-------- EXERCISE DATA

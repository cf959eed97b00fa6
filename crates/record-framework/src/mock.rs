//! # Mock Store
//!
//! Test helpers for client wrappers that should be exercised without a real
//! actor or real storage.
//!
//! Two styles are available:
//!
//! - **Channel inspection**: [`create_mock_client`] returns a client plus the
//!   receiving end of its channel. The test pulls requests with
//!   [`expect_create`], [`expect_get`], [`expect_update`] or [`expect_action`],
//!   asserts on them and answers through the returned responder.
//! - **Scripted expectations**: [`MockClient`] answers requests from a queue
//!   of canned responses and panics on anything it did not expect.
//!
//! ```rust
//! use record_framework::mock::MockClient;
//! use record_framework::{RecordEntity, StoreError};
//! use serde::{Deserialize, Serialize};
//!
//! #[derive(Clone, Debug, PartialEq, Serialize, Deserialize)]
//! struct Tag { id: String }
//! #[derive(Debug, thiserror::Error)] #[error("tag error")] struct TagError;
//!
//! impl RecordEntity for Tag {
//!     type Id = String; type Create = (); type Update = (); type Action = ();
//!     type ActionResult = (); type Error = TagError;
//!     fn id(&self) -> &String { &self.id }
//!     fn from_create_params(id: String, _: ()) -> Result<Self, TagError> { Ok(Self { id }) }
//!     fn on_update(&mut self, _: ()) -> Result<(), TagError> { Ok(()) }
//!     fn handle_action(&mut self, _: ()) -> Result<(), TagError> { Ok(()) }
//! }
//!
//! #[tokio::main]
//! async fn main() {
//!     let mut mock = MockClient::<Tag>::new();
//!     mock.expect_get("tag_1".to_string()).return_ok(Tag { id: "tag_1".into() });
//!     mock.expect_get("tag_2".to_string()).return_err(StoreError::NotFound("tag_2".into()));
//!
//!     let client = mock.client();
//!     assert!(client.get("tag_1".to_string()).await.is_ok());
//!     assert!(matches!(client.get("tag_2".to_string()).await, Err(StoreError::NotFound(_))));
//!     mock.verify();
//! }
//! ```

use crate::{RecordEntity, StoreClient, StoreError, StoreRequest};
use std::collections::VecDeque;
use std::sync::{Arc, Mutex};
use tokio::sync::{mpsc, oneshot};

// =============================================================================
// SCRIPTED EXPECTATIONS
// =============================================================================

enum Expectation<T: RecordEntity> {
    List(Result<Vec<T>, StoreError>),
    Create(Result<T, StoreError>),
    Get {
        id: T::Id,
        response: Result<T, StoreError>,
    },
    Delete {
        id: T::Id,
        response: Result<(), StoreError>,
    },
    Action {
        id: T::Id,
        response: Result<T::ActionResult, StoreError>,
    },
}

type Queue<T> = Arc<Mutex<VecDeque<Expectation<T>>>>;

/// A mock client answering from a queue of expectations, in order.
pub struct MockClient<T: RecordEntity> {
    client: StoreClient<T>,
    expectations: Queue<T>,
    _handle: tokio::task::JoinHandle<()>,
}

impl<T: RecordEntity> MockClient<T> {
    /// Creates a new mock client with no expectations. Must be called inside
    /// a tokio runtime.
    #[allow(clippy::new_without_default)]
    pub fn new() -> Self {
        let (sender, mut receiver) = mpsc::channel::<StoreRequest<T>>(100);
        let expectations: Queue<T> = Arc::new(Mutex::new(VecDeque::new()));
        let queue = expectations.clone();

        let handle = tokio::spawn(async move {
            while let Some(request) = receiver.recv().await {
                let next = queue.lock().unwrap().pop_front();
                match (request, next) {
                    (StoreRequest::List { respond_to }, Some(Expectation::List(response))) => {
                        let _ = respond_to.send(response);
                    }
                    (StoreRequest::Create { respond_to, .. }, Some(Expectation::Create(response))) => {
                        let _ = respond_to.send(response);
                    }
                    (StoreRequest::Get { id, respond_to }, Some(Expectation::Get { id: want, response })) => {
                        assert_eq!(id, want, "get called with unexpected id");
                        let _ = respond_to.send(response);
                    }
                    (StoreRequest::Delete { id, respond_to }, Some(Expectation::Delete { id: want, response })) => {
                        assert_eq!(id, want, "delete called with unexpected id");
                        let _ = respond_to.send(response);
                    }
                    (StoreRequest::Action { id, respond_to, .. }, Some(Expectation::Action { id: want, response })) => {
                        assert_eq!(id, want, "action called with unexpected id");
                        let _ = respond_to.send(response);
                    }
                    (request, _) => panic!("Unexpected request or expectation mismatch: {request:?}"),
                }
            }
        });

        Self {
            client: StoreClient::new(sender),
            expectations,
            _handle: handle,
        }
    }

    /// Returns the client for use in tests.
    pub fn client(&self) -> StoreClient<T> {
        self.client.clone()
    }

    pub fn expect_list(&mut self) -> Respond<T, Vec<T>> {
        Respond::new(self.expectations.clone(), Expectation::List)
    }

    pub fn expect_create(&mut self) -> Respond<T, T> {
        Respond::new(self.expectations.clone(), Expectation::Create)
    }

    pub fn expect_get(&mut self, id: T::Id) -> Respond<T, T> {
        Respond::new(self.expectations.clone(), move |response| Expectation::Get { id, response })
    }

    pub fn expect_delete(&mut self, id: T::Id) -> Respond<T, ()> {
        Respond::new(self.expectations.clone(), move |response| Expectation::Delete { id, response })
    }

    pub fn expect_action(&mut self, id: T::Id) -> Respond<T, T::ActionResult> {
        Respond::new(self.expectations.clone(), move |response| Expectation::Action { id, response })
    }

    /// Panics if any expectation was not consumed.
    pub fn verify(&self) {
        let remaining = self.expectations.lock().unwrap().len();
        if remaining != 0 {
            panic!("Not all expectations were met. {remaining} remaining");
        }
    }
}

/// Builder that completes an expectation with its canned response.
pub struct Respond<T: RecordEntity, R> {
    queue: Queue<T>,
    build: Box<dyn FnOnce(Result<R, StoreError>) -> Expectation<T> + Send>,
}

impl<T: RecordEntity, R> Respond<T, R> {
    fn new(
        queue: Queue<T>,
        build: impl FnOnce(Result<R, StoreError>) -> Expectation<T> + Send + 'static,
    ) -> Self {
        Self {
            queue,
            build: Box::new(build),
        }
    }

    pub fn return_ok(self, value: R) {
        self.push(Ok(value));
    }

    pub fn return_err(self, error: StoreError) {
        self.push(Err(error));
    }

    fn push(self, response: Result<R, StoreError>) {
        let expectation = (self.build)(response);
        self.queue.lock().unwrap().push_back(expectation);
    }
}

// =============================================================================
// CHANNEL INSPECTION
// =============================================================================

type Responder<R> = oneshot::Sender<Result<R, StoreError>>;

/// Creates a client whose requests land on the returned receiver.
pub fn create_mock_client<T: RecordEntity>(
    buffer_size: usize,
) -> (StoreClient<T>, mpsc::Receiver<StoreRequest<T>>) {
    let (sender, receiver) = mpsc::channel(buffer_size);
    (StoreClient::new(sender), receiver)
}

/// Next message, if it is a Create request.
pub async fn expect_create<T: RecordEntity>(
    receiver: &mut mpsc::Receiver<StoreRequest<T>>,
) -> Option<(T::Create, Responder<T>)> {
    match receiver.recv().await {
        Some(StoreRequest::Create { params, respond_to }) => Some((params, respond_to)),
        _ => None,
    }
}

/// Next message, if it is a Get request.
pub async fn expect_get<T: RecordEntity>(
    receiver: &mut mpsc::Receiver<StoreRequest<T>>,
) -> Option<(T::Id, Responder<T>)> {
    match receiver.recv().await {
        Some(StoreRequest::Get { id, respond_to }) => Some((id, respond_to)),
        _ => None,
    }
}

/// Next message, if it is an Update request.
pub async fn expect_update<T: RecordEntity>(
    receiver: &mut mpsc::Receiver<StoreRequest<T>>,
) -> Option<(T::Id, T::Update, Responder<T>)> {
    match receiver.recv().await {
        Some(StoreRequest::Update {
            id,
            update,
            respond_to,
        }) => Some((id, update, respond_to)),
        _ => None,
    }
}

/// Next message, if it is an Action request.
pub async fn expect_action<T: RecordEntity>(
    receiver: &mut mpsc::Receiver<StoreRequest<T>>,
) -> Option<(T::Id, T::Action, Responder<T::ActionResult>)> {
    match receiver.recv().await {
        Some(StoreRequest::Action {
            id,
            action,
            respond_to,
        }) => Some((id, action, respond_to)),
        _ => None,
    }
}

----------------

(TASK BRIEF) Set apart and copy each line of the records that holds the word "into".

(TASK ANSWER)
//!     mock.expect_get("tag_1".to_string()).return_ok(Tag { id: "tag_1".into() });
//!     mock.expect_get("tag_2".to_string()).return_err(StoreError::NotFound("tag_2".into()));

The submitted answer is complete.